**Description of the task**
Taking the listing below, restate word for word each line from the line with "fn include_flag(v: &LiteralValue)" to the line with "let (inc_h, inc_w) = grid_dims(include);", ends included, and stop there.

------ Records ------

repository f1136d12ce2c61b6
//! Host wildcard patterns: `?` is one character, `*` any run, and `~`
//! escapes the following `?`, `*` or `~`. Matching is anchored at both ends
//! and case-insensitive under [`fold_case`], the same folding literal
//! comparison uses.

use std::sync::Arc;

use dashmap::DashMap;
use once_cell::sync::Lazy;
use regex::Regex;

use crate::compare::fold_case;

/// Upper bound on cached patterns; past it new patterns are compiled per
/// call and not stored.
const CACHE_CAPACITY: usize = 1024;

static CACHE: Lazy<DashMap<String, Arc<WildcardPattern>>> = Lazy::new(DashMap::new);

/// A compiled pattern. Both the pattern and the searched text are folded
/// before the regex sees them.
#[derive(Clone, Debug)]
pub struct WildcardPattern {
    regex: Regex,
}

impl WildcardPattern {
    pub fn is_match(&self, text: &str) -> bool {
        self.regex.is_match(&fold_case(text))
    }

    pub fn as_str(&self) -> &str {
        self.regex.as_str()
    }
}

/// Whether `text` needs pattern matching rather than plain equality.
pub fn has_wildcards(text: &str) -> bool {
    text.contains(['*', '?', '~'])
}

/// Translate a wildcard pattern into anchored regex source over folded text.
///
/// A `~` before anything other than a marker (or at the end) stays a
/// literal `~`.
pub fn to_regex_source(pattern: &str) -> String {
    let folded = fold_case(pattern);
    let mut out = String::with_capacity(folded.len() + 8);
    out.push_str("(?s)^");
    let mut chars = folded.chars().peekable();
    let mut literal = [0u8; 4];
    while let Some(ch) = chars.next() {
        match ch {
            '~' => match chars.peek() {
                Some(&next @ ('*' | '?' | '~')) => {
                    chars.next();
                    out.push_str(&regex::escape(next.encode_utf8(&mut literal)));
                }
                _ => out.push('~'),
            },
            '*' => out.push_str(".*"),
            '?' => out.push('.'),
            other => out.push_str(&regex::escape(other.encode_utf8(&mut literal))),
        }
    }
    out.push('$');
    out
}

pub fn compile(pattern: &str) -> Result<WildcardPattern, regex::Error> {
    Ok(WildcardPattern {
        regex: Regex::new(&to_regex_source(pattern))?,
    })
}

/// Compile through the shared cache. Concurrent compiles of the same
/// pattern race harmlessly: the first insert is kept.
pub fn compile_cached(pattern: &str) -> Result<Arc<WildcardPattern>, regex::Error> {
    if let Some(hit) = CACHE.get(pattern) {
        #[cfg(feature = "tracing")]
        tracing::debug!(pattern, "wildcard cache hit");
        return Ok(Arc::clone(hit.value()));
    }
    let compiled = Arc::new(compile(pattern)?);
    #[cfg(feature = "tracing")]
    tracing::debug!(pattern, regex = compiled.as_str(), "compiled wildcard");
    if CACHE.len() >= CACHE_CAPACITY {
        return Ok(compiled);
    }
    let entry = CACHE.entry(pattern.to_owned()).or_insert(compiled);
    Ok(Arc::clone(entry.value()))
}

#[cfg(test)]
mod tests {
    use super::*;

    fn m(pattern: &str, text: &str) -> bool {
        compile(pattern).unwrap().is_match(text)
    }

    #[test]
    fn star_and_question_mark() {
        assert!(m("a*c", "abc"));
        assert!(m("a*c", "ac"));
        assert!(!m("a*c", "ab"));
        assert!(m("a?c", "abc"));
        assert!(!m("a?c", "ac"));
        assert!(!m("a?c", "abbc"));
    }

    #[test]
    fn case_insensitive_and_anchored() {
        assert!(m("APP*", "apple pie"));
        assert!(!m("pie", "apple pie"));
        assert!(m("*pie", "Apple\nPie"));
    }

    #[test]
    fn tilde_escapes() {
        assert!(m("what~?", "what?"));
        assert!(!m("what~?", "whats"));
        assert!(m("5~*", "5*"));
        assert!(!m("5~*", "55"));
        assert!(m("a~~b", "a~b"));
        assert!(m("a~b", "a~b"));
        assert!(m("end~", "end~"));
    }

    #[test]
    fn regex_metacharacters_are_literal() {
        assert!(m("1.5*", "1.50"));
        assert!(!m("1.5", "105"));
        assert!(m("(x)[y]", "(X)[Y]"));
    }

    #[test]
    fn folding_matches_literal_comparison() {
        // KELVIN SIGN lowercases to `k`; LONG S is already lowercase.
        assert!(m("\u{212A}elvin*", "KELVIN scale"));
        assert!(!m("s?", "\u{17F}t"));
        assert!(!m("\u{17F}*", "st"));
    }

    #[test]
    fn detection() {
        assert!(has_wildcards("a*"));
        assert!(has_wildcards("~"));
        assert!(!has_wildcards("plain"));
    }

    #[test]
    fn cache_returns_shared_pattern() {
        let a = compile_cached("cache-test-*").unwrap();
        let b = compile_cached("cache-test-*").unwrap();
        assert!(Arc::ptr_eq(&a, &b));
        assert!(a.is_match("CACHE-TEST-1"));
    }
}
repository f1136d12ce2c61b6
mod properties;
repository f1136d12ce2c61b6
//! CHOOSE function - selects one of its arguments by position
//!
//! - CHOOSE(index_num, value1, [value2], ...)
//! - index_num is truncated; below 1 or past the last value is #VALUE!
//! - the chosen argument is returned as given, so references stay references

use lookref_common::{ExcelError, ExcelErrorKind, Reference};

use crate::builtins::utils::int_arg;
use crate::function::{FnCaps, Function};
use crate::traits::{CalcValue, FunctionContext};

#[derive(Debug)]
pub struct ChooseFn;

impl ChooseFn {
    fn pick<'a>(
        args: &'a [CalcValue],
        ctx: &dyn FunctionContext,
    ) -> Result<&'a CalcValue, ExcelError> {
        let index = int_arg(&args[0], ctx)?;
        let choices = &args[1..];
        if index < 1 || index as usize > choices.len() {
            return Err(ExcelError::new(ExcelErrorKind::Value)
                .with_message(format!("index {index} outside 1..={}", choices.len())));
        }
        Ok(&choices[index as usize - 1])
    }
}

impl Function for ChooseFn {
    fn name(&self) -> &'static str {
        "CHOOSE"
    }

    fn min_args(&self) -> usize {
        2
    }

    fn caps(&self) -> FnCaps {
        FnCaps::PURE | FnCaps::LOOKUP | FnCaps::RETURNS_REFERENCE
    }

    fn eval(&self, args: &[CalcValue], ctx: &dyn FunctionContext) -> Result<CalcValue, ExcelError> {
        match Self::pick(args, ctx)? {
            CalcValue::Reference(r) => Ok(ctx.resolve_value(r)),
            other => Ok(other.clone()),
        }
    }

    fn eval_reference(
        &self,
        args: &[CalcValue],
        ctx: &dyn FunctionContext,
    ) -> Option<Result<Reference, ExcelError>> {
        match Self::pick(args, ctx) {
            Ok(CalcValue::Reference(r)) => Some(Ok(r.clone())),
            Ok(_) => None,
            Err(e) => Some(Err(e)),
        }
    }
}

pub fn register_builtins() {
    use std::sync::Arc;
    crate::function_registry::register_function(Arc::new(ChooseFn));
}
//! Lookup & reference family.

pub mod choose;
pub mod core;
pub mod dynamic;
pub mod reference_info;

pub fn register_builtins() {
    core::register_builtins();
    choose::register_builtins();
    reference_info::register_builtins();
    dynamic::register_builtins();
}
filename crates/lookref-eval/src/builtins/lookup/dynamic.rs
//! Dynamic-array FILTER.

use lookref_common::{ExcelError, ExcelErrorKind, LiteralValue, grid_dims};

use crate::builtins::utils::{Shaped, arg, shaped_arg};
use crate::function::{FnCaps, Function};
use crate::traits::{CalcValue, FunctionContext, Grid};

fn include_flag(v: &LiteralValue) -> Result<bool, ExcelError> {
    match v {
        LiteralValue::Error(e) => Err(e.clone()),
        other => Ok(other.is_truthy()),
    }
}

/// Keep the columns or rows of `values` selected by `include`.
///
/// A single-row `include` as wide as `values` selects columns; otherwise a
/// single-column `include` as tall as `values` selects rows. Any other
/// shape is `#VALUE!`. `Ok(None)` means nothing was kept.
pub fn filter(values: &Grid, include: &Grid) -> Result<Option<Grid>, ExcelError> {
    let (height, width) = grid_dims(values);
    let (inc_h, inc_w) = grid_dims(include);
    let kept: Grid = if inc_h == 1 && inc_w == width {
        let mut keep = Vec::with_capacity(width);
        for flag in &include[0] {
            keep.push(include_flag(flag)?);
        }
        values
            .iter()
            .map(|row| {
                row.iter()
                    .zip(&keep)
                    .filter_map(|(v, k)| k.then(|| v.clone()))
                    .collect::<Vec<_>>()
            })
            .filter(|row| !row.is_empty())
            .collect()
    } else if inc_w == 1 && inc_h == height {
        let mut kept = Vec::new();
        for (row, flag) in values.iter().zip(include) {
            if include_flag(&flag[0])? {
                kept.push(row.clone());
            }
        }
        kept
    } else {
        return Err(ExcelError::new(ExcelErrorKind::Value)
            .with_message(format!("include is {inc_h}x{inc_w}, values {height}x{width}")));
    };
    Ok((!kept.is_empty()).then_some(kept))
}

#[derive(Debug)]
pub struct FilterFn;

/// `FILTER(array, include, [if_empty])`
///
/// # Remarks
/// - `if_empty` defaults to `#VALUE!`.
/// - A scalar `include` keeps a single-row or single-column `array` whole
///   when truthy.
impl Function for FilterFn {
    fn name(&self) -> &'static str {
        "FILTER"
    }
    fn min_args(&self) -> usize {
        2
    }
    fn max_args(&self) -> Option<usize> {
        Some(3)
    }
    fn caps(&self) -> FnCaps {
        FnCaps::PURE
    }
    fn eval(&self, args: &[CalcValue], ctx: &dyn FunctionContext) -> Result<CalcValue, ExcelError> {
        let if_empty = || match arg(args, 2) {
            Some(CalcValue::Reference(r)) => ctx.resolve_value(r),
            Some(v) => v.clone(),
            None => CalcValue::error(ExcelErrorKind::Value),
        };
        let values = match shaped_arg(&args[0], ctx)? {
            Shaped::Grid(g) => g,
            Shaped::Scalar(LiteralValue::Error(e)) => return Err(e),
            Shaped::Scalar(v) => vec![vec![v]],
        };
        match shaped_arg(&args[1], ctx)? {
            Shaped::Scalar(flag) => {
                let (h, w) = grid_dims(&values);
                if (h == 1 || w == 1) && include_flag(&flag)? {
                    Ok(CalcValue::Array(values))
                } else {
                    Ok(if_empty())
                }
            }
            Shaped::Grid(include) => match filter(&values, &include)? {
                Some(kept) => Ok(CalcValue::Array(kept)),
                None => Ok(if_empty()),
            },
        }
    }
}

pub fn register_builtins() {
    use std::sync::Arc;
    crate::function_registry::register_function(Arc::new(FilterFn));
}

------

**Solved exercise**
fn include_flag(v: &LiteralValue) -> Result<bool, ExcelError> {
    match v {
        LiteralValue::Error(e) => Err(e.clone()),
        other => Ok(other.is_truthy()),
    }
}

/// Keep the columns or rows of `values` selected by `include`.
///
/// A single-row `include` as wide as `values` selects columns; otherwise a
/// single-column `include` as tall as `values` selects rows. Any other
/// shape is `#VALUE!`. `Ok(None)` means nothing was kept.
pub fn filter(values: &Grid, include: &Grid) -> Result<Option<Grid>, ExcelError> {
    let (height, width) = grid_dims(values);
    let (inc_h, inc_w) = grid_dims(include);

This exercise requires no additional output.